Adam rolled his grey eyes. "Oh, not that..." He helped himself to another pickle and met Danny's candid stare. Adam shook his head and glared, while Danny simply raised exquisitely painted brows in response. "How do you make a song about en-environmental des-destruction into a radio-friendly pop-rock hit?"

Danny shrugged. "The question of the hour! What _does_ poisonous incinerator waste sound like, Adam?"

Balancing a rollmop on his latke, Adam sighed. After devouring the potato pancake in two enormous bites, he leafed through his notebook and pulled out a folded A4 photocopy. " _Haiti Says Philadelphia Garbage Was Dumped By Ship On Its Beach_ ," he read out. "It's disgusting, of course, but does he think that even _he_ can get k-kids dancing to a song about the Khian Sea disaster?"

Danny, tucking into the beef chebureki with glee, flipped their wispy ginger curls back again. "Ours is not to reason why..."
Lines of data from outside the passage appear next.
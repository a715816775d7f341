use thiserror::Error;

#[derive(Error, Debug)]
pub enum StoreError {
    #[error("IO error: {0}")]
    Io(#[from] std::io::Error),

    #[error("JSON error: {0}")]
    Json(#[from] serde_json::Error),
}

pub type Result<T> = std::result::Result<T, StoreError>;
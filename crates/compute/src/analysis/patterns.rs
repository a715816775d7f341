use rdbops_core::format::percentage;
use rdbops_core::Entry;

use super::{AnalysisContext, Detector, Findings};
use crate::types::KeyPattern;

/// Key-naming statistics for the heaviest prefix groups.
///
/// Example keys come from a bounded sample of the largest entries, so a
/// prefix with no large members shows an empty example.
pub struct KeyPatternAnalyzer;

impl Detector for KeyPatternAnalyzer {
    fn name(&self) -> &'static str {
        "key_patterns"
    }

    fn detect(&self, ctx: &AnalysisContext<'_>) -> Findings {
        let t = &ctx.thresholds.patterns;
        let total_keys = ctx.stats.total_keys;
        let sample = ctx.summary.largest_entries(t.example_sample_size);

        let patterns = ctx
            .summary
            .largest_prefix_groups()
            .iter()
            .take(t.prefix_limit)
            .map(|group| KeyPattern {
                pattern: group.prefix.clone(),
                count: group.count,
                total_memory: group.total_bytes,
                avg_memory: if group.count > 0 {
                    group.total_bytes / group.count
                } else {
                    0
                },
                percentage_of_keys: percentage(group.count, total_keys),
                example_key: example_for(&group.prefix, sample),
            })
            .collect();

        Findings {
            patterns,
            ..Findings::default()
        }
    }
}

fn example_for(prefix: &str, sample: &[Entry]) -> String {
    sample
        .iter()
        .find(|e| e.key.starts_with(prefix))
        .map(|e| e.key.clone())
        .unwrap_or_default()
}
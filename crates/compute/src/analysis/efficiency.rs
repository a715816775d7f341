use std::collections::BTreeMap;

use super::stats::SizeDistribution;
use super::{AnalysisContext, Detector, Findings};
use crate::types::{AnomalyCategory, AnomalyLevel, TypeEfficiency};

/// Per-type size distribution over the largest entries. Wide dispersion
/// within one type lowers its efficiency score.
pub struct TypeEfficiencyAnalyzer;

impl Detector for TypeEfficiencyAnalyzer {
    fn name(&self) -> &'static str {
        "type_efficiency"
    }

    fn detect(&self, ctx: &AnalysisContext<'_>) -> Findings {
        let t = &ctx.thresholds.efficiency;

        let mut sizes_by_type: BTreeMap<&str, Vec<u64>> = BTreeMap::new();
        for entry in ctx.summary.largest_entries(t.sample_size) {
            sizes_by_type
                .entry(entry.data_type.as_str())
                .or_default()
                .push(entry.bytes);
        }

        let mut findings = Findings::default();
        for (data_type, mut sizes) in sizes_by_type {
            let Some(dist) = SizeDistribution::from_sizes(&mut sizes) else {
                continue;
            };
            let score = dist.efficiency_score();

            findings.efficiency.insert(
                data_type.to_string(),
                TypeEfficiency {
                    avg_size: dist.avg,
                    median_size: dist.median,
                    p95_size: dist.p95,
                    p99_size: dist.p99,
                    efficiency_score: score,
                    wasted_memory: 0,
                    suggested_type: data_type.to_string(),
                },
            );

            if score < t.low_efficiency_score {
                findings.anomalies.push(
                    ctx.anomaly(AnomalyLevel::Info, AnomalyCategory::Performance, "Inconsistent Key Sizes")
                        .with_description(format!(
                            "Type '{}' shows high size variance (efficiency: {:.1}%)",
                            data_type, score
                        ))
                        .with_impact("Inconsistent sizes can indicate suboptimal data structure usage")
                        .with_suggestion("Review keys of this type for potential optimization")
                        .with_value(format!("{:.1}% efficient", score)),
                );
            }
        }

        findings
    }
}

#[cfg(test)]
mod tests {
    use super::*;
    use chrono::Utc;
    use rdbops_core::{Entry, SummaryDocument};
    use rdbops_rules::CompiledThresholds;

    fn run(summary: &SummaryDocument) -> Findings {
        let thresholds = CompiledThresholds::default();
        let ctx = AnalysisContext::new(summary, &thresholds, Utc::now());
        TypeEfficiencyAnalyzer.detect(&ctx)
    }

    #[test]
    fn uniform_type_scores_full_efficiency() {
        let summary = SummaryDocument::new()
            .with_entries((0..10).map(|i| Entry::new(format!("s:{}", i), "string", 512, 1)));
        let findings = run(&summary);

        assert!(findings.anomalies.is_empty());
        let eff = &findings.efficiency["string"];
        assert_eq!(eff.efficiency_score, 100.0);
        assert_eq!(eff.avg_size, 512);
        assert_eq!(eff.median_size, 512);
        assert_eq!(eff.wasted_memory, 0);
        assert_eq!(eff.suggested_type, "string");
    }

    #[test]
    fn dispersed_type_reports_info() {
        let summary = SummaryDocument::new()
            .with_entry(Entry::new("big", "hash", 1_000_000, 100))
            .with_entries((0..4).map(|i| Entry::new(format!("h:{}", i), "hash", 10, 1)));
        let findings = run(&summary);

        assert_eq!(findings.anomalies.len(), 1);
        let info = &findings.anomalies[0];
        assert_eq!(info.level, AnomalyLevel::Info);
        assert_eq!(info.category, AnomalyCategory::Performance);
        assert_eq!(info.description, "Type 'hash' shows high size variance (efficiency: 0.0%)");
        assert_eq!(info.value, "0.0% efficient");
        assert_eq!(findings.efficiency["hash"].p99_size, 1_000_000);
    }

    #[test]
    fn types_visited_in_name_order() {
        let summary = SummaryDocument::new()
            .with_entry(Entry::new("z1", "zset", 1_000_000, 1))
            .with_entry(Entry::new("z2", "zset", 1, 1))
            .with_entry(Entry::new("z3", "zset", 1, 1))
            .with_entry(Entry::new("l1", "list", 2_000_000, 1))
            .with_entry(Entry::new("l2", "list", 1, 1))
            .with_entry(Entry::new("l3", "list", 1, 1));
        let findings = run(&summary);

        let described: Vec<&str> = findings
            .anomalies
            .iter()
            .map(|a| a.description.as_str())
            .collect();
        assert!(described[0].starts_with("Type 'list'"));
        assert!(described[1].starts_with("Type 'zset'"));
    }

    #[test]
    fn single_entry_type_has_valid_percentiles() {
        let summary = SummaryDocument::new().with_entry(Entry::new("only", "stream", 4_096, 9));
        let eff = &run(&summary).efficiency["stream"];
        assert_eq!(eff.median_size, 4_096);
        assert_eq!(eff.p95_size, 4_096);
        assert_eq!(eff.p99_size, 4_096);
    }
}
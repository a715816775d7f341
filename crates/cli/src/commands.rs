//! Subcommand implementations. Each returns the JSON document to print.

use std::collections::HashSet;
use std::path::{Path, PathBuf};

use anyhow::{bail, Context, Result};
use rayon::prelude::*;
use serde::Serialize;
use tracing::{error, info, warn};

use rdbops_compute::{Report, SnapshotAnalyzer};
use rdbops_core::format::{format_bytes, format_number};
use rdbops_core::{SnapshotSummary, SummaryDocument};
use rdbops_rules::AnalysisThresholdsRule;
use rdbops_store::{HistoryEntry, HistoryStore, ProgressRegistry, ProgressStatus};

/// Build the analyzer from a threshold rule file, or the built-in policies.
pub fn load_analyzer(rules: Option<&Path>) -> Result<SnapshotAnalyzer> {
    let Some(path) = rules else {
        return Ok(SnapshotAnalyzer::new());
    };
    let rule = AnalysisThresholdsRule::load(path)
        .with_context(|| format!("failed to load threshold rule: {}", path.display()))?;
    if !rule.metadata.enabled {
        warn!(rule_id = %rule.metadata.id, "threshold rule disabled, using built-in thresholds");
        return Ok(SnapshotAnalyzer::new());
    }
    Ok(SnapshotAnalyzer::with_thresholds(rule.compile()))
}

/// Base name of a summary file, the key of its history entry.
pub fn file_name(path: &Path) -> String {
    path.file_name()
        .and_then(|n| n.to_str())
        .map(str::to_string)
        .unwrap_or_else(|| path.display().to_string())
}

/// Load one summary and analyze it, reporting each step to the registry.
pub fn analyze_file(
    path: &Path,
    analyzer: &SnapshotAnalyzer,
    progress: &ProgressRegistry,
) -> Result<Report> {
    let job = progress.start(&path.display().to_string());
    job.set_status(ProgressStatus::Parsing);
    job.set_step("reading summary");
    job.log(format!("Loading {}", path.display()));

    let summary = match SummaryDocument::from_path(path) {
        Ok(summary) => summary,
        Err(e) => {
            job.fail(e.to_string());
            return Err(e).with_context(|| format!("failed to load summary: {}", path.display()));
        }
    };
    job.set_progress(50);
    job.log(format!(
        "Loaded {} keys using {}",
        format_number(summary.total_keys()),
        format_bytes(summary.total_bytes())
    ));

    job.set_step("analyzing");
    let report = analyzer.analyze(&summary);
    job.set_progress(100);
    job.set_step("done");
    job.log(format!(
        "Analysis complete: {} anomalies, health score {}",
        report.anomalies.len(),
        report.health_score
    ));
    job.set_status(ProgressStatus::Completed);

    Ok(report)
}

/// One analyzed file in a multi-file run.
#[derive(Debug, Serialize)]
pub struct AnalyzedFile {
    pub file: String,
    pub report: Report,
}

/// Analyze every path in parallel. When `history` is given the runs are
/// recorded, but only once every file analyzed successfully; any failure
/// leaves the history untouched.
pub fn analyze_many(
    paths: &[PathBuf],
    analyzer: &SnapshotAnalyzer,
    progress: &ProgressRegistry,
    history: Option<&HistoryStore>,
) -> Result<Vec<AnalyzedFile>> {
    if history.is_some() {
        let mut seen = HashSet::new();
        for path in paths {
            let name = file_name(path);
            if !seen.insert(name.clone()) {
                bail!(
                    "duplicate file name {} in one run: history entries are keyed by file name",
                    name
                );
            }
        }
    }

    let results: Vec<(PathBuf, Result<Report>)> = paths
        .par_iter()
        .map(|path| (path.clone(), analyze_file(path, analyzer, progress)))
        .collect();

    let mut analyzed = Vec::with_capacity(results.len());
    let mut failed = 0usize;
    for (path, result) in results {
        match result {
            Ok(report) => analyzed.push((path, report)),
            Err(e) => {
                error!(path = %path.display(), error = %format!("{:#}", e), "analysis failed");
                failed += 1;
            }
        }
    }

    for snap in progress.snapshots() {
        info!(
            job = %snap.name,
            status = %snap.status,
            elapsed_secs = snap.elapsed_secs,
            "job finished"
        );
    }
    progress.prune();

    if failed > 0 {
        bail!("{} of {} summaries failed to analyze", failed, paths.len());
    }

    if let Some(history) = history {
        for (path, report) in &analyzed {
            let entry = history_entry(path, report)?;
            history
                .add(entry)
                .with_context(|| format!("failed to record history for {}", path.display()))?;
        }
    }

    Ok(analyzed
        .into_iter()
        .map(|(path, report)| AnalyzedFile {
            file: path.display().to_string(),
            report,
        })
        .collect())
}

/// History record for a finished analysis of `path`.
pub fn history_entry(path: &Path, report: &Report) -> Result<HistoryEntry> {
    let file_size = std::fs::metadata(path)
        .with_context(|| format!("failed to stat {}", path.display()))?
        .len();
    Ok(HistoryEntry {
        filename: file_name(path),
        file_path: path.display().to_string(),
        recorded_at: report.generated_at,
        file_size,
        total_keys: report.basic_stats.total_keys,
        total_memory: report.basic_stats.total_bytes,
        health_score: report.health_score,
    })
}

pub fn to_json<T: Serialize>(value: &T, pretty: bool) -> Result<String> {
    let json = if pretty {
        serde_json::to_string_pretty(value)?
    } else {
        serde_json::to_string(value)?
    };
    Ok(json)
}

#[cfg(test)]
mod tests {
    use super::*;
    use rdbops_core::format::MIB;
    use rdbops_core::Entry;
    use tempfile::TempDir;

    fn write_summary(dir: &Path, name: &str, summary: &SummaryDocument) -> PathBuf {
        let path = dir.join(name);
        std::fs::write(&path, summary.to_json_pretty().unwrap()).unwrap();
        path
    }

    fn large_key_summary() -> SummaryDocument {
        SummaryDocument::new()
            .with_type("string", 1, 60 * MIB)
            .with_entry(Entry::new("blob", "string", 60 * MIB, 1))
    }

    #[test]
    fn analyze_file_completes_progress() {
        let tmp = TempDir::new().unwrap();
        let path = write_summary(tmp.path(), "one.json", &large_key_summary());
        let progress = ProgressRegistry::new(8);

        let report = analyze_file(&path, &SnapshotAnalyzer::new(), &progress).unwrap();
        assert_eq!(report.basic_stats.total_keys, 1);

        let job = progress.get(&path.display().to_string()).unwrap().snapshot();
        assert_eq!(job.status, ProgressStatus::Completed);
        assert_eq!(job.progress, 100);
        assert_eq!(job.logs.len(), 3);
    }

    #[test]
    fn missing_summary_fails_the_job() {
        let tmp = TempDir::new().unwrap();
        let progress = ProgressRegistry::new(8);

        let missing = tmp.path().join("nope.json");
        let err = analyze_file(&missing, &SnapshotAnalyzer::new(), &progress).unwrap_err();
        assert!(format!("{:#}", err).contains("Snapshot not found"));
        let job = progress.get(&missing.display().to_string()).unwrap().snapshot();
        assert_eq!(job.status, ProgressStatus::Error);
        assert!(job.error.is_some());
    }

    #[test]
    fn analyze_many_records_history() {
        let tmp = TempDir::new().unwrap();
        let a = write_summary(tmp.path(), "a.json", &large_key_summary());
        let b = write_summary(tmp.path(), "b.json", &SummaryDocument::new());
        let history = HistoryStore::open(&tmp.path().join("history.json"), 10).unwrap();
        let progress = ProgressRegistry::new(8);

        let analyzed = analyze_many(
            &[a.clone(), b],
            &SnapshotAnalyzer::new(),
            &progress,
            Some(&history),
        )
        .unwrap();

        assert_eq!(analyzed.len(), 2);
        assert_eq!(analyzed[0].file, a.display().to_string());
        assert_eq!(history.len(), 2);
        let entry = history.get("a.json").unwrap();
        assert_eq!(entry.health_score, analyzed[0].report.health_score);
        assert_eq!(entry.total_memory, 60 * MIB);
        assert!(entry.file_size > 0);
    }

    #[test]
    fn analyze_many_reports_failures() {
        let tmp = TempDir::new().unwrap();
        let good = write_summary(tmp.path(), "good.json", &SummaryDocument::new());
        let bad = tmp.path().join("bad.json");
        std::fs::write(&bad, "not json").unwrap();

        let err = analyze_many(
            &[good, bad],
            &SnapshotAnalyzer::new(),
            &ProgressRegistry::new(8),
            None,
        )
        .unwrap_err();
        assert_eq!(err.to_string(), "1 of 2 summaries failed to analyze");
    }

    #[test]
    fn failed_run_records_no_history() {
        let tmp = TempDir::new().unwrap();
        let good = write_summary(tmp.path(), "good.json", &large_key_summary());
        let bad = tmp.path().join("bad.json");
        std::fs::write(&bad, "not json").unwrap();
        let history_path = tmp.path().join("history.json");
        let history = HistoryStore::open(&history_path, 10).unwrap();

        let result = analyze_many(
            &[good, bad],
            &SnapshotAnalyzer::new(),
            &ProgressRegistry::new(8),
            Some(&history),
        );

        assert!(result.is_err());
        assert!(history.is_empty());
        assert!(!history_path.exists());
    }

    #[test]
    fn same_file_name_in_different_dirs_is_tracked_separately() {
        let tmp = TempDir::new().unwrap();
        std::fs::create_dir(tmp.path().join("a")).unwrap();
        std::fs::create_dir(tmp.path().join("b")).unwrap();
        let first = write_summary(&tmp.path().join("a"), "dump.json", &large_key_summary());
        let second = write_summary(&tmp.path().join("b"), "dump.json", &SummaryDocument::new());
        let progress = ProgressRegistry::new(8);

        let analyzed = analyze_many(
            &[first.clone(), second.clone()],
            &SnapshotAnalyzer::new(),
            &progress,
            None,
        )
        .unwrap();

        let files: Vec<&str> = analyzed.iter().map(|a| a.file.as_str()).collect();
        assert_eq!(
            files,
            vec![first.display().to_string(), second.display().to_string()]
        );
        assert_eq!(progress.len(), 2);
    }

    #[test]
    fn duplicate_file_names_rejected_when_recording_history() {
        let tmp = TempDir::new().unwrap();
        std::fs::create_dir(tmp.path().join("a")).unwrap();
        std::fs::create_dir(tmp.path().join("b")).unwrap();
        let first = write_summary(&tmp.path().join("a"), "dump.json", &SummaryDocument::new());
        let second = write_summary(&tmp.path().join("b"), "dump.json", &SummaryDocument::new());
        let history = HistoryStore::open(&tmp.path().join("history.json"), 10).unwrap();
        let progress = ProgressRegistry::new(8);

        let err = analyze_many(
            &[first, second],
            &SnapshotAnalyzer::new(),
            &progress,
            Some(&history),
        )
        .unwrap_err();

        assert!(err.to_string().contains("duplicate file name dump.json"));
        assert!(history.is_empty());
        assert!(progress.is_empty());
    }

    #[test]
    fn rule_file_overrides_thresholds() {
        let tmp = TempDir::new().unwrap();
        let rules = tmp.path().join("strict.yml");
        std::fs::write(
            &rules,
            "apiVersion: v1\n\
             kind: AnalysisThresholds\n\
             metadata:\n  id: strict\n  name: Strict\n\
             spec:\n  key_explosion:\n    total_keys: 10\n",
        )
        .unwrap();

        let analyzer = load_analyzer(Some(&rules)).unwrap();
        assert_eq!(analyzer.thresholds().key_explosion.total_keys, 10);
        assert_eq!(
            load_analyzer(None).unwrap().thresholds().key_explosion.total_keys,
            10_000_000
        );
    }

    #[test]
    fn disabled_rule_falls_back_to_builtin() {
        let tmp = TempDir::new().unwrap();
        let rules = tmp.path().join("off.yml");
        std::fs::write(
            &rules,
            "apiVersion: v1\n\
             kind: AnalysisThresholds\n\
             metadata:\n  id: off\n  name: Off\n  enabled: false\n\
             spec:\n  key_explosion:\n    total_keys: 10\n",
        )
        .unwrap();

        let analyzer = load_analyzer(Some(&rules)).unwrap();
        assert_eq!(analyzer.thresholds().key_explosion.total_keys, 10_000_000);
    }

    #[test]
    fn json_output_modes() {
        let value = serde_json::json!({"a": 1});
        assert_eq!(to_json(&value, false).unwrap(), r#"{"a":1}"#);
        assert!(to_json(&value, true).unwrap().contains('\n'));
    }
}
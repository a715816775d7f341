mod cli;
mod commands;

use anyhow::{Context, Result};
use clap::Parser;
use tracing::info;

use rdbops_compute::Report;
use rdbops_core::Config;
use rdbops_store::{HistoryStore, ProgressRegistry};

use crate::cli::{CliArgs, Command};
use crate::commands::{analyze_many, load_analyzer, to_json};

fn main() -> Result<()> {
    // stdout carries the JSON output; logs go to stderr.
    tracing_subscriber::fmt()
        .with_env_filter(
            tracing_subscriber::EnvFilter::try_from_default_env()
                .unwrap_or_else(|_| tracing_subscriber::EnvFilter::new("info")),
        )
        .with_writer(std::io::stderr)
        .with_target(false)
        .init();

    rdbops_core::config::load_dotenv();
    let config = Config::from_env();
    config.log_summary();

    let args = CliArgs::parse();
    let rules = args.rules.clone().or_else(|| config.analysis.rules_path.clone());
    let analyzer = load_analyzer(rules.as_deref())?;
    let progress = ProgressRegistry::new(config.analysis.progress_retention);

    let single_report = |path: &std::path::Path| -> Result<Report> {
        let analyzed = analyze_many(&[path.to_path_buf()], &analyzer, &progress, None)?;
        analyzed
            .into_iter()
            .next()
            .map(|a| a.report)
            .with_context(|| format!("no report produced for {}", path.display()))
    };

    let output = match &args.command {
        Command::Analyze { paths, no_history } => {
            let history = if *no_history {
                None
            } else {
                Some(open_history(&config)?)
            };
            let mut analyzed = analyze_many(paths, &analyzer, &progress, history.as_ref())?;
            if analyzed.len() == 1 {
                let only = analyzed.remove(0);
                to_json(&only.report, args.pretty)?
            } else {
                to_json(&analyzed, args.pretty)?
            }
        }
        Command::Anomalies { path } => to_json(&single_report(path)?.anomaly_digest(), args.pretty)?,
        Command::Recommendations { path } => {
            to_json(&single_report(path)?.recommendation_list(), args.pretty)?
        }
        Command::Health { path } => to_json(&single_report(path)?.health_summary(), args.pretty)?,
        Command::History { remove } => {
            let history = open_history(&config)?;
            match remove {
                Some(filename) => {
                    let removed = history.remove(filename)?;
                    info!(filename = %filename, removed, "history prune");
                    to_json(&serde_json::json!({ "removed": removed, "filename": filename }), args.pretty)?
                }
                None => to_json(&history.all(), args.pretty)?,
            }
        }
    };

    println!("{}", output);
    Ok(())
}

fn open_history(config: &Config) -> Result<HistoryStore> {
    let path = &config.storage.history_file;
    HistoryStore::open(path, config.storage.history_limit)
        .with_context(|| format!("failed to open history: {}", path.display()))
}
Adam re-read the article Lymond had photocopied for the band members. He re-read the lyrics copied tidily on the back of the paper in Lymond's regular, controlled hand: they spoke from the point of view of the cargo ship, drifting, wandering around the ocean in search of a place to unburden itself, mournful that it would mean spreading the pain it carried to a new and untouched land. It was a sad and angry song, which was fitting, but Adam found it opaque even by Lymond's standards. Perhaps, Adam thought, the lyrics only seemed angry when you knew what Lymond's anger could be like: cold and distant, reigned in and resigned. Most of their audience would probably just hear another ballad.

He nibbled his own half of chebureki thoughtfully. "Do you have the K-Korg here?"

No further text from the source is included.